- **WHAT YOU ARE ASKED TO DO**:
Wherever the word "Outcome" appears in the entries, copy the whole line.

- **Source data**:

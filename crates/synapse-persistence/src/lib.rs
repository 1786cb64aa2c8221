// SPDX-License-Identifier: MIT OR Apache-2.0
//! synapse-persistence
#![deny(unsafe_code)]
#![warn(missing_docs)]
//!
//! The write-through persistence port for the Synapse exchange (§4.9).
//!
//! The exchange treats persistence as an optional collaborator behind
//! [`PersistenceStore`]: when absent, the in-memory projection is the
//! entire system of record; when present, every state-changing operation
//! writes through after its in-memory effect lands. [`InMemoryStore`] is
//! the reference implementation used when `DATABASE_URL` is unset.

mod error;
mod store;

pub use error::PersistenceError;
pub use store::{InMemoryStore, PersistenceStore};
// SPDX-License-Identifier: MIT OR Apache-2.0
//! Job, bid, terms, and negotiation entities (§3, §4.3).

use crate::reputation::Reputation;
use crate::AgentId;
use schemars::JsonSchema;
use serde::{Deserialize, Serialize};
use serde_json::{Map, Value};
use thiserror::Error;

/// Structural validation failures for core entities.
///
/// These are distinct from the wire-level error taxonomy in `synapse-error`:
/// they check shape invariants on the data model itself, independent of any
/// particular protocol or business-rule context.
#[derive(Debug, Clone, PartialEq, Eq, Error)]
pub enum ValidationError {
    /// A string field that must be non-empty was empty.
    #[error("{field} must not be empty")]
    Empty {
        /// Name of the offending field.
        field: &'static str,
    },
    /// A numeric field was outside its allowed range.
    #[error("{field} out of range: {detail}")]
    OutOfRange {
        /// Name of the offending field.
        field: &'static str,
        /// Human-readable description of the violated range.
        detail: String,
    },
}

/// Job lifecycle status (§4.3).
#[derive(Debug, Clone, Copy, PartialEq, Eq, Serialize, Deserialize, JsonSchema)]
#[serde(rename_all = "snake_case")]
pub enum JobStatus {
    /// Posted, accepting bids and negotiation, not yet awarded.
    Open,
    /// Awarded to a worker; escrow and stake are locked.
    Awarded,
    /// Worker has submitted a result; awaiting requester review.
    InReview,
    /// Settled successfully; terminal.
    Completed,
    /// Withdrawn by the requester before award; terminal.
    Cancelled,
    /// Settled unsuccessfully (timeout, rejection, or explicit failure).
    Failed,
}

/// Negotiation terms: upfront share, deadline, and revision allowance.
#[derive(Debug, Clone, Copy, PartialEq, Serialize, Deserialize, JsonSchema)]
#[serde(rename_all = "camelCase")]
pub struct Terms {
    /// Fraction of the locked budget paid immediately at award, in `[0, 1]`.
    pub upfront_pct: f64,
    /// Seconds before an awarded-but-idle contract is auto-failed.
    pub deadline_seconds: u64,
    /// Maximum number of `changes` review rounds, in `[0, 10]`.
    pub max_revisions: u8,
}

impl Terms {
    /// Validate this set of terms against §3's invariants.
    ///
    /// # Errors
    ///
    /// Returns [`ValidationError`] if `upfront_pct` is outside `[0, 1]`,
    /// `deadline_seconds` is zero, or `max_revisions` exceeds 10.
    pub fn validate(&self) -> Result<(), ValidationError> {
        if !(0.0..=1.0).contains(&self.upfront_pct) {
            return Err(ValidationError::OutOfRange {
                field: "upfrontPct",
                detail: "must be within [0, 1]".into(),
            });
        }
        if self.deadline_seconds == 0 {
            return Err(ValidationError::OutOfRange {
                field: "deadlineSeconds",
                detail: "must be > 0".into(),
            });
        }
        if self.max_revisions > 10 {
            return Err(ValidationError::OutOfRange {
                field: "maxRevisions",
                detail: "must be within [0, 10]".into(),
            });
        }
        Ok(())
    }
}

/// Which side of a negotiation produced a given round.
#[derive(Debug, Clone, Copy, PartialEq, Eq, Serialize, Deserialize, JsonSchema)]
#[serde(rename_all = "snake_case")]
pub enum Role {
    /// The job's requester.
    Boss,
    /// The candidate worker.
    Worker,
}

/// Outcome state of a negotiation (§3).
#[derive(Debug, Clone, Copy, PartialEq, Eq, Serialize, Deserialize, JsonSchema)]
#[serde(rename_all = "snake_case")]
pub enum NegotiationStatus {
    /// Awaiting a response to the most recent offer.
    Pending,
    /// The worker accepted; award follows.
    Accept,
    /// The worker rejected; negotiation is closed.
    Reject,
    /// The round cap was exceeded; negotiation is closed.
    MaxRounds,
}

/// A single historical round in a negotiation.
#[derive(Debug, Clone, Serialize, Deserialize, JsonSchema)]
#[serde(rename_all = "camelCase")]
pub struct NegotiationEntry {
    /// 1-based round number.
    pub round: u32,
    /// Which side produced this round.
    pub from_role: Role,
    /// Price offered in this round.
    pub price: u64,
    /// Terms offered in this round.
    pub terms: Terms,
    /// Optional free-text note.
    #[serde(default, skip_serializing_if = "Option::is_none")]
    pub notes: Option<String>,
    /// Epoch milliseconds when this round was recorded.
    pub at_ms: i64,
}

/// At most one active negotiation per (job, candidate worker) (§3).
///
/// Stored as a sub-document on the job's payload so persistence is a single
/// job update.
#[derive(Debug, Clone, Serialize, Deserialize, JsonSchema)]
#[serde(rename_all = "camelCase")]
pub struct Negotiation {
    /// Candidate worker this negotiation is with.
    pub worker_id: AgentId,
    /// The bid that originated this negotiation.
    pub bid_id: String,
    /// The bidder's original price.
    pub bid_price: u64,
    /// Current offered price.
    pub price: u64,
    /// Current offered terms.
    pub terms: Terms,
    /// Current negotiation status.
    pub status: NegotiationStatus,
    /// 1-based round counter; strictly increasing.
    pub round: u32,
    /// Chronological history of every round.
    pub history: Vec<NegotiationEntry>,
}

/// Outcome of the advisory code evaluator (§4.3, §6).
#[derive(Debug, Clone, Serialize, Deserialize, JsonSchema)]
#[serde(rename_all = "camelCase")]
pub struct AutoVerifyResult {
    /// Whether the evaluator judged the submission to pass.
    pub ok: bool,
    /// Reason for failure, when `ok` is `false`.
    #[serde(default, skip_serializing_if = "Option::is_none")]
    pub reason: Option<String>,
}

/// The worker's most recent submission for a job.
#[derive(Debug, Clone, Serialize, Deserialize, JsonSchema)]
#[serde(rename_all = "camelCase")]
pub struct LastSubmission {
    /// Epoch milliseconds of submission.
    pub at_ms: i64,
    /// The submitting agent.
    pub by: AgentId,
    /// The raw submitted result.
    pub result: String,
}

/// Bidirectional GitHub issue/PR linkage for a job (§4.8).
#[derive(Debug, Clone, Serialize, Deserialize, JsonSchema)]
#[serde(rename_all = "camelCase")]
pub struct GithubLink {
    /// Repository owner.
    pub owner: String,
    /// Repository name.
    pub repo: String,
    /// Linked issue number, if any.
    #[serde(default, skip_serializing_if = "Option::is_none")]
    pub issue_number: Option<u64>,
    /// Linked pull request number, if any.
    #[serde(default, skip_serializing_if = "Option::is_none")]
    pub pr_number: Option<u64>,
}

/// The free-form, extensible payload bag attached to a job (§3, §9).
///
/// Known keys are modeled as typed fields so the exchange can reason about
/// them directly; any other key the client sends is preserved verbatim in
/// `extra` for forward compatibility.
#[derive(Debug, Clone, Default, Serialize, Deserialize, JsonSchema)]
#[serde(rename_all = "camelCase")]
pub struct JobPayload {
    /// Per-job deadline override, in seconds.
    #[serde(default, skip_serializing_if = "Option::is_none")]
    pub timeout_seconds: Option<u64>,
    /// Terms locked in at award time, from a prior accepted negotiation.
    #[serde(default, skip_serializing_if = "Option::is_none")]
    pub accepted_terms: Option<Terms>,
    /// Price locked in at award time, from a prior accepted negotiation.
    #[serde(default, skip_serializing_if = "Option::is_none")]
    pub accepted_price: Option<u64>,
    /// The active or most recently closed negotiation.
    #[serde(default, skip_serializing_if = "Option::is_none")]
    pub negotiation: Option<Negotiation>,
    /// The worker's most recent submission.
    #[serde(default, skip_serializing_if = "Option::is_none")]
    pub last_submission: Option<LastSubmission>,
    /// Outcome of the advisory evaluator for a `"coding"` submission.
    #[serde(default, skip_serializing_if = "Option::is_none")]
    pub auto_verify: Option<AutoVerifyResult>,
    /// Keyword the default evaluator checks for in a coding submission.
    #[serde(default, skip_serializing_if = "Option::is_none")]
    pub required_keyword: Option<String>,
    /// GitHub issue/PR this job is linked to, if ingressed from GitHub.
    #[serde(default, skip_serializing_if = "Option::is_none")]
    pub github: Option<GithubLink>,
    /// Any other client-supplied keys, preserved verbatim.
    #[serde(flatten)]
    pub extra: Map<String, Value>,
}

/// A unit of work with a budget (§3).
///
/// Invariant: `worker_id` is `Some` iff `status` is one of
/// `{awarded, in_review, completed, failed-with-prior-award}`.
#[derive(Debug, Clone, Serialize, Deserialize, JsonSchema)]
#[serde(rename_all = "camelCase")]
pub struct Job {
    /// Unique opaque job id.
    pub id: String,
    /// Short human-readable title.
    pub title: String,
    /// Optional longer description.
    #[serde(default, skip_serializing_if = "Option::is_none")]
    pub description: Option<String>,
    /// Total budget the requester is willing to escrow.
    pub budget: u64,
    /// The posting agent.
    pub requester_id: AgentId,
    /// Epoch milliseconds of creation.
    pub created_at_ms: i64,
    /// Current lifecycle state.
    pub status: JobStatus,
    /// Assigned worker, once awarded.
    #[serde(default, skip_serializing_if = "Option::is_none")]
    pub worker_id: Option<AgentId>,
    /// Free-form job kind, e.g. `"simple"` or `"coding"`.
    pub kind: String,
    /// Extensible payload bag.
    #[serde(default)]
    pub payload: JobPayload,
    /// Requester credits currently locked against this contract.
    pub locked_budget: u64,
    /// Worker credits currently locked as stake against this contract.
    pub locked_stake: u64,
    /// Portion of the budget already paid to the worker at award time.
    pub paid_upfront: u64,
    /// Epoch milliseconds of award, once awarded.
    #[serde(default, skip_serializing_if = "Option::is_none")]
    pub awarded_at_ms: Option<i64>,
}

impl Job {
    /// Validate structural invariants that hold regardless of lifecycle
    /// state: non-empty title and a strictly positive budget.
    ///
    /// # Errors
    ///
    /// Returns [`ValidationError`] if `title` is empty or `budget` is zero.
    pub fn validate_new(title: &str, budget: u64) -> Result<(), ValidationError> {
        if title.trim().is_empty() {
            return Err(ValidationError::Empty { field: "title" });
        }
        if budget == 0 {
            return Err(ValidationError::OutOfRange {
                field: "budget",
                detail: "must be > 0".into(),
            });
        }
        Ok(())
    }

    /// The effective timeout for this job: its payload override, or the
    /// process default (§4.6).
    #[must_use]
    pub fn timeout_seconds(&self) -> u64 {
        match self.payload.timeout_seconds {
            Some(secs) if secs > 0 => secs,
            _ => crate::DEFAULT_TIMEOUT_SECONDS,
        }
    }
}

/// A worker's offer to perform a job (§3).
#[derive(Debug, Clone, Serialize, Deserialize, JsonSchema)]
#[serde(rename_all = "camelCase")]
pub struct Bid {
    /// Unique opaque bid id.
    pub id: String,
    /// The job being bid on.
    pub job_id: String,
    /// The bidding agent.
    pub bidder_id: AgentId,
    /// Requested price; must not exceed the job's budget at acceptance.
    pub price: u64,
    /// Estimated completion time, in seconds.
    pub eta_seconds: u64,
    /// Epoch milliseconds of creation.
    pub created_at_ms: i64,
    /// Optional free-text pitch.
    #[serde(default, skip_serializing_if = "Option::is_none")]
    pub pitch: Option<String>,
    /// Optional proposed terms.
    #[serde(default, skip_serializing_if = "Option::is_none")]
    pub terms: Option<Terms>,
    /// Snapshot of the bidder's reputation at bid time.
    pub bidder_reputation: Reputation,
}

impl Bid {
    /// Validate structural invariants: strictly positive price and eta.
    ///
    /// # Errors
    ///
    /// Returns [`ValidationError`] if `price` or `eta_seconds` is zero.
    pub fn validate_new(price: u64, eta_seconds: u64) -> Result<(), ValidationError> {
        if price == 0 {
            return Err(ValidationError::OutOfRange {
                field: "price",
                detail: "must be > 0".into(),
            });
        }
        if eta_seconds == 0 {
            return Err(ValidationError::OutOfRange {
                field: "etaSeconds",
                detail: "must be > 0".into(),
            });
        }
        Ok(())
    }
}

#[cfg(test)]
mod tests {
    use super::*;

    #[test]
    fn terms_reject_out_of_range_upfront() {
        let terms = Terms {
            upfront_pct: 1.5,
            deadline_seconds: 60,
            max_revisions: 1,
        };
        assert!(terms.validate().is_err());
    }

    #[test]
    fn terms_accept_boundary_values() {
        let terms = Terms {
            upfront_pct: 1.0,
            deadline_seconds: 1,
            max_revisions: 10,
        };
        assert!(terms.validate().is_ok());
    }

    #[test]
    fn job_payload_round_trips_unknown_keys() {
        let mut extra = Map::new();
        extra.insert("customKey".into(), Value::String("value".into()));
        let payload = JobPayload {
            extra,
            ..Default::default()
        };
        let json = serde_json::to_string(&payload).unwrap();
        let back: JobPayload = serde_json::from_str(&json).unwrap();
        assert_eq!(
            back.extra.get("customKey"),
            Some(&Value::String("value".into()))
        );
    }

    #[test]
    fn job_validate_new_rejects_empty_title() {
        assert!(Job::validate_new("", 10).is_err());
        assert!(Job::validate_new("  ", 10).is_err());
        assert!(Job::validate_new("ok", 0).is_err());
        assert!(Job::validate_new("ok", 10).is_ok());
    }

    #[test]
    fn job_timeout_falls_back_to_default() {
        let job = Job {
            id: "job_1".into(),
            title: "t".into(),
            description: None,
            budget: 10,
            requester_id: AgentId::from_raw("agent_a"),
            created_at_ms: 0,
            status: JobStatus::Open,
            worker_id: None,
            kind: "simple".into(),
            payload: JobPayload::default(),
            locked_budget: 0,
            locked_stake: 0,
            paid_upfront: 0,
            awarded_at_ms: None,
        };
        assert_eq!(job.timeout_seconds(), crate::DEFAULT_TIMEOUT_SECONDS);
    }
}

- **RESPONSE TO THE TASK**:
/// Outcome state of a negotiation (§3).
/// Outcome of the advisory code evaluator (§4.3, §6).
    /// Outcome of the advisory evaluator for a `"coding"` submission.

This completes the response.